Грезы — это не пустяк, способность грезить — воспринимать плоды своей фантазии как некую высшую реальность — главным образом и отличает человека от животного: религиозные, философские, этические, эстетические системы суть не что иное как системы коллективных наследуемых грез; грезы — и лишь они — объединяют, воодушевляют, утешают, с утратой способности грезить миром овладевает скука, тоска; упадок коллективных грез — главная причина наркомании, самоубийств, немотивированной преступности и т.д., и т.д., и т.д. Поэтому истинный писатель — человек, для которого его грезы важнее всего на свете, — являет собой человека в наиболее чистом виде, и вид этот — человек фантазирующий, а вовсе не человек экономический или человек политический (впрочем, коллективные фантомы и в политике, и даже в экономике являются едва ли не главной движущей силой). И занимается писатель тоже едва ли не самым важным в мире делом — производством грез.

Но является ли греза товаром? Можно ли сделаться собственником грезы? Не книги, а именно грезы? Прометей, Дон Кихот, Ноздрев, Печорин — кому они принадлежат? Ясно кому — всему миру во всех его будущих поколениях. Или уж как минимум тому народу, на языке которого они впервые обрели жизнь. Литература — такое же коллективное достояние, как стрелка Васильевского острова, Байкал или Эрмитаж: покупая билет туда, ни в коей мере не становишься его собственником, а только получаешь возможность приобщиться к его, извините за высокопарность, сокровищам — если обладаешь достаточной одаренностью и подготовкой . А если не обладаешь, вынесешь в худшем случае чувство скуки или даже раздражения, а в лучшем — чувство приобщения к чему-то высокому и бессмертному, которое, увы, не захотело поговорить с тобой. Впрочем, даже и это чувство чрезвычайно украшает и облагораживает человеческую жизнь.

Дон Кихот, Печорин — зачем забираться так высоко, возможно, спросите вы, и я с готовностью отвечу: только высшие образцы литературы и позволяют понять, что она такое. А средние, так сказать, образцы — еще большой вопрос, относятся ли они к литературе или всего лишь похожи на нее тем, что их, снова извините за выражение, создатели пользуются такими же буквами, что и гении. Однако лишь гении позволяют разглядеть, что литературное произведение является потенциально всеобщим и потенциально бессмертным.
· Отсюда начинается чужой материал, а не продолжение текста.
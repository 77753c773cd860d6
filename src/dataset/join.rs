// Copyright (c) 2025 Fabstir
// SPDX-License-Identifier: BUSL-1.1
//! Positional join of a base source with an auxiliary caption source
//!
//! Record `i` of the base source is paired with record `i` of the auxiliary
//! source. Nothing ties the two together but the index, so the lengths are
//! checked when the join is built.

use serde_json::Value;
use tracing::debug;

use super::prompt::PromptComposer;
use super::records::{AnswerEntry, AuxiliaryRecord, BaseRecord, Metadata};
use super::source::RecordSource;
use crate::captioning::Caption;
use crate::error::{Result, VqaError};

/// How strictly source lengths must agree
#[derive(Debug, Clone, Copy, PartialEq, Eq, Default)]
pub enum JoinPolicy {
    /// Lengths must be equal
    #[default]
    Strict,
    /// The auxiliary source may have trailing records
    AllowLongerAuxiliary,
}

/// One logical example assembled from both sources
#[derive(Debug, Clone, PartialEq)]
pub struct DualSourceRecord {
    pub index: usize,
    pub metadata: Option<Metadata>,
    pub image: Value,
    pub question: Option<String>,
    pub answers: Vec<AnswerEntry>,
    pub multiple_choice_answer: Option<String>,
    pub captions_a: Vec<Caption>,
    pub captions_b: Vec<Caption>,
}

impl DualSourceRecord {
    pub fn from_parts(index: usize, base: BaseRecord, auxiliary: Option<AuxiliaryRecord>) -> Self {
        Self {
            index,
            metadata: base.metadata,
            image: base.image,
            question: base.question,
            answers: base.answers,
            multiple_choice_answer: base.multiple_choice_answer,
            captions_a: base.captions,
            captions_b: auxiliary.map(|aux| aux.captions).unwrap_or_default(),
        }
    }

    /// Validate required fields and compose the prompt
    pub fn fuse(self, composer: &PromptComposer) -> Result<FusedExample> {
        let question = self
            .question
            .ok_or_else(|| VqaError::malformed(self.index, "missing question"))?;
        let metadata = self
            .metadata
            .ok_or_else(|| VqaError::malformed(self.index, "missing metadata"))?;

        let prompt = composer.compose(&question, &self.captions_a, &self.captions_b);

        Ok(FusedExample {
            metadata,
            image: self.image,
            question,
            answers: self.answers,
            multiple_choice_answer: self.multiple_choice_answer.unwrap_or_default(),
            prompt,
        })
    }
}

/// Example with its composed prompt, ready for collation
#[derive(Debug, Clone, PartialEq)]
pub struct FusedExample {
    pub metadata: Metadata,
    pub image: Value,
    pub question: String,
    pub answers: Vec<AnswerEntry>,
    pub multiple_choice_answer: String,
    pub prompt: String,
}

/// Base and auxiliary sources read side by side
#[derive(Debug)]
pub struct DualSourceDataset<B, A> {
    base: B,
    auxiliary: A,
}

impl<B, A> DualSourceDataset<B, A>
where
    B: RecordSource<BaseRecord>,
    A: RecordSource<AuxiliaryRecord>,
{
    /// Join with equal-length sources
    pub fn new(base: B, auxiliary: A) -> Result<Self> {
        Self::with_policy(base, auxiliary, JoinPolicy::Strict)
    }

    pub fn with_policy(base: B, auxiliary: A, policy: JoinPolicy) -> Result<Self> {
        let (base_len, aux_len) = (base.len(), auxiliary.len());
        let aligned = match policy {
            JoinPolicy::Strict => aux_len == base_len,
            JoinPolicy::AllowLongerAuxiliary => aux_len >= base_len,
        };
        if !aligned {
            return Err(VqaError::MalformedExample {
                index: None,
                reason: format!(
                    "auxiliary source has {} records, base source has {} ({:?} join)",
                    aux_len, base_len, policy
                ),
            });
        }
        debug!("Joined {} base records with {} auxiliary records", base_len, aux_len);
        Ok(Self { base, auxiliary })
    }

    /// Number of examples, always the base length
    pub fn len(&self) -> usize {
        self.base.len()
    }

    pub fn is_empty(&self) -> bool {
        self.len() == 0
    }

    /// Example at `index`; missing caption lists read as empty
    pub fn get(&self, index: usize) -> Option<DualSourceRecord> {
        let base = self.base.get(index)?;
        let auxiliary = self.auxiliary.get(index);
        Some(DualSourceRecord::from_parts(index, base, auxiliary))
    }

    pub fn base(&self) -> &B {
        &self.base
    }

    pub fn auxiliary(&self) -> &A {
        &self.auxiliary
    }
}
Разумеется, в реальности до этого уровня поднимаются лишь единицы из тысяч и тысяч. Но только эти единицы и имеют значение. И писателя, если он истинный писатель, почитающий свои грезы чем-то необыкновенно важным, воодушевляют именно они: именно гении демонстрируют ему, что и его грезы, в принципе, способны чаровать умы незнакомых ему людей, принадлежащих, быть может, даже к иным поколениям. Конечно, писатель, если только он не параноик, обычно понимает, что бессмертие Эсхила, Сервантеса или Кафки ему не суждено, — но ведь есть помимо этого и более скромное бессмертие Ремизова или Олеши, которые чаруют лишь тех, кто настроен с ними на некую общую волну. Выражаясь проще, возможно бессмертие (или, еще проще, — длительная воспроизводимость) и внутри какой-то узкой социальной группы, только бы она была в состоянии осуществлять культурную преемственность. И если для писателя существует что-то более важное, чем долговечность его грез, если он готов отказаться от них ради служения даже такому божеству, как Рынок, — значит он не писатель, а что-то другое.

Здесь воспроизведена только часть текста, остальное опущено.